Arundel delegate says bill doesn't harm park effort

Crownsville veterans home focus of Boschert measure

February 03, 2005|By Phillip McGowan | Phillip McGowan,SUN STAFF

A proposal to study converting a portion of the former Crownsville Hospital Center into a state veterans home would not hurt Anne Arundel County's efforts to secure some of the land for a park, the bill's sponsor told legislators yesterday.

"I'm not worried about the property; I'm worried about [what happens to] the facilities, the brick and mortar," state Del. David G. Boschert, a Crownsville Republican, told the Health and Government Operations Committee.

Boschert introduced a bill that would create a task force to study whether buildings from the old state psychiatric hospital could be used for a second Maryland residence for veterans, along with an outpatient center.

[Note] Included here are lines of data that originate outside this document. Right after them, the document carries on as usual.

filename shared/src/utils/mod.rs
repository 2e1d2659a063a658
//! Common utility functions

pub mod phone;

pub use phone::mask_phone_number;
//! Snowflake-style account identifiers

mod generator;

pub use generator::{IdParts, IdentityIdGenerator, EPOCH_MS, MAX_NODE_ID, MAX_SEQUENCE};
//! Shared wiring for the HTTP tests

#![allow(dead_code)]

use std::sync::Arc;

use actix_web::web;
use us_api::AppState;
use us_core::repositories::MockAccountStore;
use us_core::services::credential::MIN_COST;
use us_core::services::{
    AuthServiceConfig, AuthenticationService, IdentityIdGenerator, Rs256KeyManager, TokenService,
    TokenServiceConfig,
};

pub const PRIVATE_KEY: &str = include_str!("../../../core/tests/fixtures/jwt_private_key.pem");
pub const PUBLIC_KEY: &str = include_str!("../../../core/tests/fixtures/jwt_public_key.pem");
pub const OTHER_PRIVATE_KEY: &str =
    include_str!("../../../core/tests/fixtures/other_private_key.pem");

pub const MAX_PAYLOAD: usize = 16 * 1024;

pub const JANE_NAME: &str = "Jane Doe";
pub const JANE_PHONE: &str = "+628123456789";
pub const JANE_PASSWORD: &str = "Secr3t!";

pub fn app_state() -> (web::Data<AppState<MockAccountStore>>, Arc<MockAccountStore>) {
    let store = Arc::new(MockAccountStore::new());
    let keys = Rs256KeyManager::from_pem_strings(PRIVATE_KEY, PUBLIC_KEY).unwrap();
    let token_service = Arc::new(TokenService::new(&keys, TokenServiceConfig::default()));

    let auth_service = AuthenticationService::new(
        Arc::clone(&store),
        token_service,
        Arc::new(IdentityIdGenerator::new(7).unwrap()),
        AuthServiceConfig::default().with_password_hash_cost(MIN_COST),
    );

    (web::Data::new(AppState::new(Arc::new(auth_service))), store)
}

/// Register Jane through the service and return her bearer header value
pub async fn register_and_login(state: &web::Data<AppState<MockAccountStore>>) -> (u64, String) {
    let id = state
        .auth_service
        .register(JANE_NAME, JANE_PHONE, JANE_PASSWORD)
        .await
        .unwrap();
    let login = state
        .auth_service
        .login(JANE_PHONE, JANE_PASSWORD)
        .await
        .unwrap();

    (id.value(), format!("Bearer {}", login.token))
}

FOR THE RECORD - An article in yesterday's edition incorrectly reported a statement by Anne Arundel County official Kevin O'Keeffe about the former Crownsville Hospital Center site. O'Keeffe said the county is working with the state to determine the environmental condition of the portion of the site that contains the hospital and other buildings. The Sun regrets the error.

The bill proposes to halt the planned transfer of some land and facilities on the 1,200-acre campus from the state to Anne Arundel County until after the task force completes a six-month study by Dec. 31.

In November, County Executive Janet S. Owens wrote Gov. Robert L. Ehrlich Jr. that the county plans to acquire a 559-acre portion of the campus - the section west of Interstate 97 - for a proposed greenway network.

Aides to Owens said they are taking a wait-and-see approach regarding the bill. The county is working with the state to determine the environmental condition of the 559 acres, and the potential costs involved in turning the tract into a park, said Kevin O'Keefe, a government relations officer for the county.

No vote was taken at yesterday's committee hearing.

If the measure were to become law, a representative of the county would be named to the 12-member task force.